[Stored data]
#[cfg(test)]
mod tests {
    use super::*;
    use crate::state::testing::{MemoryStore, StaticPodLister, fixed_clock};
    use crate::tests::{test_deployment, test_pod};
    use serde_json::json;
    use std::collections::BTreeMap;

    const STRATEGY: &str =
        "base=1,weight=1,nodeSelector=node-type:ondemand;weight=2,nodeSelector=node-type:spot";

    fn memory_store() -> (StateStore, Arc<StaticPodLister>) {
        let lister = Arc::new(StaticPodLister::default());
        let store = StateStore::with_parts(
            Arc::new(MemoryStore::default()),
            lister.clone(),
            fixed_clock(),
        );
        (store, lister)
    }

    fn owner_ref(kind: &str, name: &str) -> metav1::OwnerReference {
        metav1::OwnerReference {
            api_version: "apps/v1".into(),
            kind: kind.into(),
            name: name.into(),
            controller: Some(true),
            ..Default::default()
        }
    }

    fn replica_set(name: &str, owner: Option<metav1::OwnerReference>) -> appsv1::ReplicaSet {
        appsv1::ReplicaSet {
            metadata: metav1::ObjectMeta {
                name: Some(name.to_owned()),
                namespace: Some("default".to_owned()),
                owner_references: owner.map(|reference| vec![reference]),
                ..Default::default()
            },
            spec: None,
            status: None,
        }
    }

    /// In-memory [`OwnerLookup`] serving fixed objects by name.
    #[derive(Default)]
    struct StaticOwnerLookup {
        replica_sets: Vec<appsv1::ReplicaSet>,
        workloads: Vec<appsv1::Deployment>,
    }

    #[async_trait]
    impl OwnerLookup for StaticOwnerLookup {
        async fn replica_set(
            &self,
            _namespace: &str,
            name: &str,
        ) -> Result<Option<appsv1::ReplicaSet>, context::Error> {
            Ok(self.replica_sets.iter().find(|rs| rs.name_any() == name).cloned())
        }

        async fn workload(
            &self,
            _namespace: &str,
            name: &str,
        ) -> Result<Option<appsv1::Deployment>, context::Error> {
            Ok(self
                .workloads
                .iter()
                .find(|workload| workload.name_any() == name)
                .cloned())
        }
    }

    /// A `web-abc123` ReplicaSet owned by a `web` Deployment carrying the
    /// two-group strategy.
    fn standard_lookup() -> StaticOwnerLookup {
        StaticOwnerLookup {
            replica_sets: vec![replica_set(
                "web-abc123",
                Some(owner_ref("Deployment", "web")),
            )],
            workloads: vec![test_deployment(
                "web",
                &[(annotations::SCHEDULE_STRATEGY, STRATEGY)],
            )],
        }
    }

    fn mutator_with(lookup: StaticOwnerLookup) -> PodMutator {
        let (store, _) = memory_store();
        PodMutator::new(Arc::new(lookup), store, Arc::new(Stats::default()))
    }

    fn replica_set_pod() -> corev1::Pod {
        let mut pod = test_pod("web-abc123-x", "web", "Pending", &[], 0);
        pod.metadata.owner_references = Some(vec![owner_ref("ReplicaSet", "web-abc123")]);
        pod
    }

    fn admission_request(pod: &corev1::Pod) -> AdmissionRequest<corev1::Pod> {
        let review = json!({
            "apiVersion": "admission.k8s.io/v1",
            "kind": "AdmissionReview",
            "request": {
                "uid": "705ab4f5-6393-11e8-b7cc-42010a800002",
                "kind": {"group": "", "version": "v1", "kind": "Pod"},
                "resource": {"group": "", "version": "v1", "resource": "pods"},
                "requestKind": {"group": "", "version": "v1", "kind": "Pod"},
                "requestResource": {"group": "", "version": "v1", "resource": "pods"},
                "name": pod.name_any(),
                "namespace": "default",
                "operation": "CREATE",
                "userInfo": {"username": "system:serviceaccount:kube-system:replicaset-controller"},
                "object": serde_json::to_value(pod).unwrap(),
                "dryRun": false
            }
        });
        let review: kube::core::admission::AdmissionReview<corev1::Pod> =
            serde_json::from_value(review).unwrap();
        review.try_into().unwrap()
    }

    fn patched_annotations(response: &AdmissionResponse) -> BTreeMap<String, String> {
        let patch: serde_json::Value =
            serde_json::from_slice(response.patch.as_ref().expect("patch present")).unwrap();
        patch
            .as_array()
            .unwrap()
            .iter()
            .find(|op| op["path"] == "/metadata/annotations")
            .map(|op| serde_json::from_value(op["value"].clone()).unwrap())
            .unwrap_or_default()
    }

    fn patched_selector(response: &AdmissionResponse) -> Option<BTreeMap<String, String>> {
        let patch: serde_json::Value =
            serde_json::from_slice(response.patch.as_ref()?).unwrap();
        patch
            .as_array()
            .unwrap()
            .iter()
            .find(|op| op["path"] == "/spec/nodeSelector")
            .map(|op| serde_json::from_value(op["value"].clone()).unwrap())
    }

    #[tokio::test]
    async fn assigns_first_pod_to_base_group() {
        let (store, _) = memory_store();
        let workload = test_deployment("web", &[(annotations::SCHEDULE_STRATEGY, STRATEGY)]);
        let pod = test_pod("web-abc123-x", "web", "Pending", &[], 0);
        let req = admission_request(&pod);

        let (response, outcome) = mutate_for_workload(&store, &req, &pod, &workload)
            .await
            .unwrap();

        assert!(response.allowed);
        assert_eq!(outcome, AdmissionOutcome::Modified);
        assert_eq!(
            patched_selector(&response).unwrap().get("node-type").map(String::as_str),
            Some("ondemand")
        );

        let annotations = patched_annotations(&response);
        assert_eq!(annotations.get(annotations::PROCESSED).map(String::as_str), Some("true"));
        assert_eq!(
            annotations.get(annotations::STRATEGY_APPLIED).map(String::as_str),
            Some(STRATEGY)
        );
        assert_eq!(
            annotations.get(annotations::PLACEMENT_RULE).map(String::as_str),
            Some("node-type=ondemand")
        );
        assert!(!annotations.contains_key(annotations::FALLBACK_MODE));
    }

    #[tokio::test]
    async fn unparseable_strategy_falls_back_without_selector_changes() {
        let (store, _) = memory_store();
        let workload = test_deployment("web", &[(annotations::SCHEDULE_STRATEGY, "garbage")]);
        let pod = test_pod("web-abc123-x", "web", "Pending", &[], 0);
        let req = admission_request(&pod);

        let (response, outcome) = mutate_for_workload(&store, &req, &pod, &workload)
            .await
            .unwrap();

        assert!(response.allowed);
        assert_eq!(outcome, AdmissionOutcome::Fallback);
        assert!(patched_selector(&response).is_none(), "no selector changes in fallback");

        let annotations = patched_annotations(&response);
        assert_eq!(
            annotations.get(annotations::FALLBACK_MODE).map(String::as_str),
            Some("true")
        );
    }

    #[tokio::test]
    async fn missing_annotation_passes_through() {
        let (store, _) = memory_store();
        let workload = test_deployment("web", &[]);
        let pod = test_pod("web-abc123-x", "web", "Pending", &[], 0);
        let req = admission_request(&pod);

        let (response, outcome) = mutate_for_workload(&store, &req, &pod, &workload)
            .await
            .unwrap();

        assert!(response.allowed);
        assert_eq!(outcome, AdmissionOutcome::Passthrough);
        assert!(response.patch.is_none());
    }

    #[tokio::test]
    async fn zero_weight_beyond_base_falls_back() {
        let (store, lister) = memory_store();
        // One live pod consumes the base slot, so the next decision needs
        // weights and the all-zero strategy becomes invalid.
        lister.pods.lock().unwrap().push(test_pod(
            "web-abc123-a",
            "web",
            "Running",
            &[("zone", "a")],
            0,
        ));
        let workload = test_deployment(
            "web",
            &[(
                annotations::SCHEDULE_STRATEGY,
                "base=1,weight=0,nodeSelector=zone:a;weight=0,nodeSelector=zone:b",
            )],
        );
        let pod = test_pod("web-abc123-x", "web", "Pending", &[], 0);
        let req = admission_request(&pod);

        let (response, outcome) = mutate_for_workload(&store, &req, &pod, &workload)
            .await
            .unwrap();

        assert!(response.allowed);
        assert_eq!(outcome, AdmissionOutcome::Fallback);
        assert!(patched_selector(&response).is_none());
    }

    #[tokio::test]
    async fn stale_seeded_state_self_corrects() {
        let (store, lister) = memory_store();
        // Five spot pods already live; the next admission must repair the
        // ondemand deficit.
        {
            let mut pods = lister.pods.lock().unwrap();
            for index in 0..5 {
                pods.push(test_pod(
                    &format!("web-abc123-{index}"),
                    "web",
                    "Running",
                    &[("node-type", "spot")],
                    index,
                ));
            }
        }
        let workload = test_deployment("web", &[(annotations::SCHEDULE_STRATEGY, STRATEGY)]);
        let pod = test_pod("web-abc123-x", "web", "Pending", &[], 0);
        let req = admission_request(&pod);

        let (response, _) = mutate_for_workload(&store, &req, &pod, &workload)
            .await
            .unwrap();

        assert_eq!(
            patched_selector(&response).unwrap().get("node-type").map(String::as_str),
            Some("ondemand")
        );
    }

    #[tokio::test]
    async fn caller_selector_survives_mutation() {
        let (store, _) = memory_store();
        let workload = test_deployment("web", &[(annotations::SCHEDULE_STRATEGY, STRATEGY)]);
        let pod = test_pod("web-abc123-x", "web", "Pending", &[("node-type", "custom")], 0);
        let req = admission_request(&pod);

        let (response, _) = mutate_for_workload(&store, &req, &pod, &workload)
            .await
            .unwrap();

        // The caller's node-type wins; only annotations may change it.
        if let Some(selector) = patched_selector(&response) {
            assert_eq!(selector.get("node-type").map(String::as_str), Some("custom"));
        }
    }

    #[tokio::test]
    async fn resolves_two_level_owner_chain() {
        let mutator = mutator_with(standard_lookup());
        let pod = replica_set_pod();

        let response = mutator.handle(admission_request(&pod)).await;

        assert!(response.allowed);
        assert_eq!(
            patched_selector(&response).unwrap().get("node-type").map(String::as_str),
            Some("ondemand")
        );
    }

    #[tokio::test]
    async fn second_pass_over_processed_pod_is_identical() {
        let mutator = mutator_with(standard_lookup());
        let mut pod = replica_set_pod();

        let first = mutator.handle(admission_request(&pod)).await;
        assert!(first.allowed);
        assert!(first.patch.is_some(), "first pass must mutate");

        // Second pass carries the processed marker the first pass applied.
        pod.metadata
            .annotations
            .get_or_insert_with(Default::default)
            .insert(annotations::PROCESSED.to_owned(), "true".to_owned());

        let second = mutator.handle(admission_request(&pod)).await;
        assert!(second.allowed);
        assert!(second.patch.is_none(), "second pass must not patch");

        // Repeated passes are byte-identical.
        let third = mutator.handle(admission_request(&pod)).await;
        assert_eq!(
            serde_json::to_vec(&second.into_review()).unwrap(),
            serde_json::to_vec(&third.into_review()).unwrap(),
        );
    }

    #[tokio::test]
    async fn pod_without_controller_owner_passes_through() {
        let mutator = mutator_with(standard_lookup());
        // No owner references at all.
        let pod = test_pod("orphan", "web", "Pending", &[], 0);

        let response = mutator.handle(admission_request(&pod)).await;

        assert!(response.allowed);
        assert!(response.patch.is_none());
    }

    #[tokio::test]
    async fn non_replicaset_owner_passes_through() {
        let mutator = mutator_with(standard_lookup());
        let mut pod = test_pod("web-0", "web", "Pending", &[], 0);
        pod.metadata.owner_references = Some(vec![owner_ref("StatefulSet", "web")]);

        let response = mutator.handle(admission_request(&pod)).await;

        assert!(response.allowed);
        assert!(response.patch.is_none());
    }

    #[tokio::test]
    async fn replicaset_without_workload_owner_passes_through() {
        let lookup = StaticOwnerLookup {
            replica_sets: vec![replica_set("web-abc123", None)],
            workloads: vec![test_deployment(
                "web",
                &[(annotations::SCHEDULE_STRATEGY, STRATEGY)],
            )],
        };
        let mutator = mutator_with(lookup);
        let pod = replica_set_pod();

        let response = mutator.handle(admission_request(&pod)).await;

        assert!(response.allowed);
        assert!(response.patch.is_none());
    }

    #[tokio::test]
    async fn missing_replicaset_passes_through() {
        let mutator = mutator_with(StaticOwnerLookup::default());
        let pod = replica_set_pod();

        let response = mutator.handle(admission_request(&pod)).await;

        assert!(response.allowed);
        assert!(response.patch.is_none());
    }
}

Description of the task: Within the entries above, how many lines contain "third"? Respond with the number only.

Your response: 2